新たに登場した非公式のPowerShellスクリプト「UnattendedWinstall」は、Windows 11の厳しいシステム要件を回避し、インストールプロセスをカスタマイズするための強力なツールである。
このスクリプトは、Windowsセットアップ時に必要なMicrosoftアカウント作成のスキップ、システムパフォーマンスの最適化、不要なプリインストールアプリの削除など多岐にわたる機能を提供する。特に、最新バージョンであるWindows 11 24H2でも動作が確認されており、ギーク層の間で注目を集めている。GitHub上で配布されているが、サードパーティ製ツールのため、実際の環境で使用する前に仮想マシンでの検証が推奨される。
非公式PowerShellスクリプト「UnattendedWinstall」の仕組みとその機能
「UnattendedWinstall」は、PowerShellスクリプトを利用してWindows 11のシステム要件を回避し、従来のインストールプロセスの制限を取り除く手法を提供する。このスクリプトは「回答ファイル(アンアテンドファイル)」というXMLファイル形式を利用し、OSインストール時の各種設定をあらかじめ自動化する仕組みを備えている。
回答ファイルを通じて、Windows 11インストールの際に通常求められるMicrosoftアカウントの作成をスキップするだけでなく、プリインストールアプリの削除やWindows Defenderサービスの無効化、システムパフォーマンスを最適化するレジストリ変更など、幅広いカスタマイズが可能である。これにより、OSをよりシンプルかつパフォーマンスに優れた状態で使用できる。
他の手法として、NTLiteのようなサードパーティアプリも類似の機能を提供しているが、PowerShellスクリプトによる柔軟な対応は、特にテクノロジーに精通したユーザーにとって魅力的なオプションといえる。
例えば、Windows Updateの機能を制限し、セキュリティアップデートのみを1年間受け取る設定も含まれていることから、ユーザーにとって手動設定の手間を減らしつつ、セキュリティを意識したカスタマイズが可能である。Neowinの記事は、このスクリプトの便利さとその技術的背景に関して高く評価しており、スクリプトがGitHubで公開されている点も注目に値する。

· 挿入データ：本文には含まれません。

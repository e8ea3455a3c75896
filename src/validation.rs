//! Input validation helpers shared by the handlers.

use validator::Validate;

use crate::error::AppError;

/// Validate a request body, returning `AppError::InvalidRequest` on failure.
pub fn validate_request<T: Validate>(body: &T) -> Result<(), AppError> {
    body.validate()
        .map_err(|e| AppError::InvalidRequest(format_validation_errors(&e)))
}

/// Flatten validator errors into one human-readable string.
fn format_validation_errors(errors: &validator::ValidationErrors) -> String {
    let mut messages: Vec<String> = errors
        .field_errors()
        .iter()
        .flat_map(|(field, errs)| {
            errs.iter().map(move |e| {
                e.message
                    .as_ref()
                    .map(|m| m.to_string())
                    .unwrap_or_else(|| format!("Invalid value for '{field}'"))
            })
        })
        .collect();

    if messages.is_empty() {
        // Only nested (list/struct) errors
        messages.push("Invalid request body".to_string());
    }

    messages.sort();
    messages.join("; ")
}

/// Validate a language code such as `en`, `fr` or `pt-BR`.
pub fn validate_language(code: &str) -> Result<(), AppError> {
    let valid = (2..=10).contains(&code.len())
        && code.chars().all(|c| c.is_ascii_alphabetic() || c == '-');

    if valid {
        Ok(())
    } else {
        Err(AppError::InvalidRequest(format!(
            "Invalid language code '{code}'"
        )))
    }
}

/// Trim an optional string, turning blank values into `None`.
pub fn normalize_optional(value: Option<String>) -> Option<String> {
    value
        .map(|v| v.trim().to_string())
        .filter(|v| !v.is_empty())
}
//! Notification HTTP handlers.
//!
//! Hotel admins:
//! - GET /api/notifications - Own notifications (`unread_only`, pagination)
//! - GET /api/notifications/unread-count
//! - PATCH /api/notifications/{id}/read
//! - POST /api/notifications/read-all
//!
//! Super-admins:
//! - POST /api/admin/notifications - Send to one hotel or broadcast
//! - GET /api/admin/notifications - Every hotel's notifications (`hotel_id` filter)

use crate::{
    error::AppError,
    middleware::auth::AuthContext,
    models::{
        notification::{
            MarkAllReadResponse, Notification, NotificationListQuery, SendNotificationRequest,
            SendNotificationResponse, UnreadCountResponse,
        },
        pagination::Paginated,
    },
    services::notification_service,
    state::AppState,
    validation::validate_request,
};
use axum::{
    Extension, Json,
    extract::{Path, Query, State},
    http::StatusCode,
};
use uuid::Uuid;

/// Send a notification.
///
/// # Request Body
///
/// ```json
/// {
///   "hotel_id": "550e8400-e29b-41d4-a716-446655440000",
///   "kind": "warning",
///   "title": "Scheduled maintenance",
///   "message": "The dashboard will be unavailable on Sunday 02:00-03:00 UTC.",
///   "send_email": true
/// }
/// ```
///
/// Without `hotel_id` every active hotel receives it. The email template is
/// chosen by `kind`.
///
/// # Response
///
/// - **Success (201 Created)**: created rows and number of emails sent
/// - **Error (404)**: Unknown hotel
pub async fn send_notification(
    State(state): State<AppState>,
    Json(request): Json<SendNotificationRequest>,
) -> Result<(StatusCode, Json<SendNotificationResponse>), AppError> {
    validate_request(&request)?;

    let response = notification_service::send_notification(
        &state.pool,
        &state.config,
        state.mailer.as_ref(),
        request,
    )
    .await?;

    Ok((StatusCode::CREATED, Json(response)))
}

pub async fn list_all_notifications(
    State(state): State<AppState>,
    Query(query): Query<NotificationListQuery>,
) -> Result<Json<Paginated<Notification>>, AppError> {
    let notifications =
        notification_service::list_notifications(&state.pool, query.hotel_id, &query).await?;
    Ok(Json(notifications))
}

pub async fn list_notifications(
    State(state): State<AppState>,
    Extension(auth): Extension<AuthContext>,
    Query(query): Query<NotificationListQuery>,
) -> Result<Json<Paginated<Notification>>, AppError> {
    let hotel_id = auth.hotel_id()?;

    let notifications =
        notification_service::list_notifications(&state.pool, Some(hotel_id), &query).await?;
    Ok(Json(notifications))
}

pub async fn unread_count(
    State(state): State<AppState>,
    Extension(auth): Extension<AuthContext>,
) -> Result<Json<UnreadCountResponse>, AppError> {
    let unread = notification_service::unread_count(&state.pool, auth.hotel_id()?).await?;
    Ok(Json(UnreadCountResponse { unread }))
}

pub async fn mark_read(
    State(state): State<AppState>,
    Extension(auth): Extension<AuthContext>,
    Path(notification_id): Path<Uuid>,
) -> Result<Json<Notification>, AppError> {
    let notification =
        notification_service::mark_read(&state.pool, auth.hotel_id()?, notification_id).await?;
    Ok(Json(notification))
}

pub async fn mark_all_read(
    State(state): State<AppState>,
    Extension(auth): Extension<AuthContext>,
) -> Result<Json<MarkAllReadResponse>, AppError> {
    let updated = notification_service::mark_all_read(&state.pool, auth.hotel_id()?).await?;
    Ok(Json(MarkAllReadResponse { updated }))
}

最新バージョンのWindows 11 24H2での動作確認とその実用性
「UnattendedWinstall」は最新のWindows 11 24H2バージョンでも問題なく動作することが確認されている。この情報は開発者からの公式発表に基づくもので、最新アップデートへの対応も随時行われていることから、OSのバージョンアップによる影響を最小限に抑える手段としても注目されている。
特に、インプレースアップグレード(既存のOSからの直接アップグレード)には対応していないため、必要に応じてRufusなどの他ツールの利用が推奨される。これは、Windows 11のシステム要件回避のために新規インストールが必要となる場合があるためである。
一方で、一般的なユーザーにとっては、スクリプトの導入や設定変更が容易でない可能性がある。高度なカスタマイズを求める場合、このスクリプトは強力だが、リスクを伴うため、実際の環境に導入する際には注意が必要である。
VM(仮想マシン)でのテストが推奨されるのもこの理由であり、テスト環境での動作検証を行うことで、思わぬ不具合や設定エラーを回避できる可能性が高い。こうした取り組みは、Neowinや他の専門メディアでも推奨されているアプローチである。
企業や専門家が示唆するスクリプトのセキュリティとその将来性
「UnattendedWinstall」の利用に関して、セキュリティ専門家やMicrosoftの公式発表では、サードパーティ製ツールのリスクについて注意を促している。
特に、Windows Defenderやユーザーアカウント制御(UAC)を無効にする設定は、システム保護を弱体化させる可能性があるため、セキュリティの観点からリスクを理解した上での利用が求められる。スクリプトの設定を再適用するための「UWScript.ps1」など、ユーザーが自由に設定を変更できる機能も備わっているが、一般ユーザーには慎重な運用が推奨されている。
また、Microsoft自体がこうした非公式のカスタマイズ手法を認めているわけではなく、将来的にOSのアップデートやパッチによってこれらの回避手法が利用できなくなる可能性もある。そのため、テクノロジー分野に詳しいユーザーにとっても、慎重なアプローチが必要であるといえる。